Task input START

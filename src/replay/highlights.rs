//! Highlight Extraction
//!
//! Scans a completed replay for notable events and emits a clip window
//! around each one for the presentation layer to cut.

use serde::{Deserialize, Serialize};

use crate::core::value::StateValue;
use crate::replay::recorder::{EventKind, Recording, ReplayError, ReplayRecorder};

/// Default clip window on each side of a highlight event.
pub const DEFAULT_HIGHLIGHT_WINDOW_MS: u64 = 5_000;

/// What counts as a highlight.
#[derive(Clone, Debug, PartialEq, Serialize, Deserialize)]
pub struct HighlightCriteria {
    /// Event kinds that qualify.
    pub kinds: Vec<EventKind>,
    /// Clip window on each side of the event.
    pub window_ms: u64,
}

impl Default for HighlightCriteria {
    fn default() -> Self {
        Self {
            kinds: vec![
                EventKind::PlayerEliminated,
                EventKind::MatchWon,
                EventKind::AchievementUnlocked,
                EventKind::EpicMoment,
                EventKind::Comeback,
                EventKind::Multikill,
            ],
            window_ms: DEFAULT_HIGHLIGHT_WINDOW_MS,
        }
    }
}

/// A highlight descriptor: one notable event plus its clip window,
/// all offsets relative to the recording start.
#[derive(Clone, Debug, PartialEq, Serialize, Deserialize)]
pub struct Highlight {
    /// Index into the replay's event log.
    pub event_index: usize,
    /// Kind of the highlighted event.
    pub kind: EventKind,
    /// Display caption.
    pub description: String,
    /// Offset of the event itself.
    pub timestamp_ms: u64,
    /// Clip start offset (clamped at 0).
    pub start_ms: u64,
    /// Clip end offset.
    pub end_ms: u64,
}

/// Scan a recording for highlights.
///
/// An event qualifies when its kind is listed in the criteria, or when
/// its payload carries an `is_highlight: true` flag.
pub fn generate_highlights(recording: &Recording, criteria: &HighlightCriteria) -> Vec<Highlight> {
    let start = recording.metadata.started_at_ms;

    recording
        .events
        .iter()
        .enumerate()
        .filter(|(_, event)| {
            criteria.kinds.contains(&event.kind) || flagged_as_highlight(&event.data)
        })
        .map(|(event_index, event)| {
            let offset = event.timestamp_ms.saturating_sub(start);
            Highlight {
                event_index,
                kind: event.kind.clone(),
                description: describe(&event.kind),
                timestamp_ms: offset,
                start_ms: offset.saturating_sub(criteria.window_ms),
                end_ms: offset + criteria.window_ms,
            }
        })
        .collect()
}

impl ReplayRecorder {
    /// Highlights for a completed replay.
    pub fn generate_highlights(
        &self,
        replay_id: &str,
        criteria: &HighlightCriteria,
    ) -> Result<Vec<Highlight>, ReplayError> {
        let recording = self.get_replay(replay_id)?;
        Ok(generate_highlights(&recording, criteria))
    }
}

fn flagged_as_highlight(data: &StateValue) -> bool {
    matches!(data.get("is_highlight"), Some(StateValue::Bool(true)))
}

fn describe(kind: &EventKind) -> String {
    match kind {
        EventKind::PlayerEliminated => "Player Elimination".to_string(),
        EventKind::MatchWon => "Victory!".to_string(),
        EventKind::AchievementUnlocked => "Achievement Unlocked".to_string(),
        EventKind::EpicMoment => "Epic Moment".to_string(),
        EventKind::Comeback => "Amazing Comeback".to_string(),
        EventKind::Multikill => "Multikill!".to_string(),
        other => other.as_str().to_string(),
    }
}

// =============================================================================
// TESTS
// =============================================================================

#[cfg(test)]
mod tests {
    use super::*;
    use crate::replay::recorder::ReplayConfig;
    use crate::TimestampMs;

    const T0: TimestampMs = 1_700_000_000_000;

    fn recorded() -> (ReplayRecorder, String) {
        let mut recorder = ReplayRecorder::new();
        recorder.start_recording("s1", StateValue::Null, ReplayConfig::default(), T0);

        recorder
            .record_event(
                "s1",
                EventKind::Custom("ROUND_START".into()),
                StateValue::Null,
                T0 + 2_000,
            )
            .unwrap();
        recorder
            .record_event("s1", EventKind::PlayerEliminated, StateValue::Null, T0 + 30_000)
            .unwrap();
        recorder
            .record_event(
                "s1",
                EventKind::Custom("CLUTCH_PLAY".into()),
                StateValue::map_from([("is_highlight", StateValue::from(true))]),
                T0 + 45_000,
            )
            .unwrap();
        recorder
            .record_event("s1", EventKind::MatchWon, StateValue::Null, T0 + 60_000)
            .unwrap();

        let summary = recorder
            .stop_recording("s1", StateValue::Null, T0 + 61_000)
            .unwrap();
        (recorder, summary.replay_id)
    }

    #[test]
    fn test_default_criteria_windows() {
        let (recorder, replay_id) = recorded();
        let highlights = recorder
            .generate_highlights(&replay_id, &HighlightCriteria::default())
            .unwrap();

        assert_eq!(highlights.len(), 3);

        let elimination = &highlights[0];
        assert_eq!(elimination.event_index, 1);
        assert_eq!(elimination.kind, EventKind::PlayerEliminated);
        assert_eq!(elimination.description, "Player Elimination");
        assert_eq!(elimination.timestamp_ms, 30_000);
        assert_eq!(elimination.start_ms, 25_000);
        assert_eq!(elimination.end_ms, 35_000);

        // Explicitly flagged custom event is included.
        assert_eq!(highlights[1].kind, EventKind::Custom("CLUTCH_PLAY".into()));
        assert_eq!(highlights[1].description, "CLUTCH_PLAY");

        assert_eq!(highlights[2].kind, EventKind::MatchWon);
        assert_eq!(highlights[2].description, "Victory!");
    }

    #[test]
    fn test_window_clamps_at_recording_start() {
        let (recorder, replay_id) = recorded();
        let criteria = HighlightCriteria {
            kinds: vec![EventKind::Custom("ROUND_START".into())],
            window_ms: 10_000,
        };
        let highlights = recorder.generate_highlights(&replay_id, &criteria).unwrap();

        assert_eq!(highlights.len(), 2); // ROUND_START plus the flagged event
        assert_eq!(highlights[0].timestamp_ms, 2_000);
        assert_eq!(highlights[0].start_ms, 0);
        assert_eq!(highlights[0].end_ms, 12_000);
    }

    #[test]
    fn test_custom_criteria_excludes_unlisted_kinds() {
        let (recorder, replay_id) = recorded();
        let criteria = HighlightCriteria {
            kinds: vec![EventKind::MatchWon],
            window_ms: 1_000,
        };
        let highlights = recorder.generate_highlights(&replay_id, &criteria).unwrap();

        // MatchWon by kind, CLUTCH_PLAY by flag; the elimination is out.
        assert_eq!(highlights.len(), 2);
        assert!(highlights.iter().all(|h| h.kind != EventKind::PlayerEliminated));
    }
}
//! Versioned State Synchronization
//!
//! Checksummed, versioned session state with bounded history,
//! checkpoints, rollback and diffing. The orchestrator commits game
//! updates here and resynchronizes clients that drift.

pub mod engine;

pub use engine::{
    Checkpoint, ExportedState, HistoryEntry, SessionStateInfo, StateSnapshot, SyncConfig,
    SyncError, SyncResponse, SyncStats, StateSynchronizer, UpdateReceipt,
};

Task input END

What you will do >>
Only the lines from the beginning of the listing through the line containing "a highlight event." are wanted, each restated word for word.

Solution to this problem >>
filename src/replay/highlights.rs
//! Highlight Extraction
//!
//! Scans a completed replay for notable events and emits a clip window
//! around each one for the presentation layer to cut.

use serde::{Deserialize, Serialize};

use crate::core::value::StateValue;
use crate::replay::recorder::{EventKind, Recording, ReplayError, ReplayRecorder};

/// Default clip window on each side of a highlight event.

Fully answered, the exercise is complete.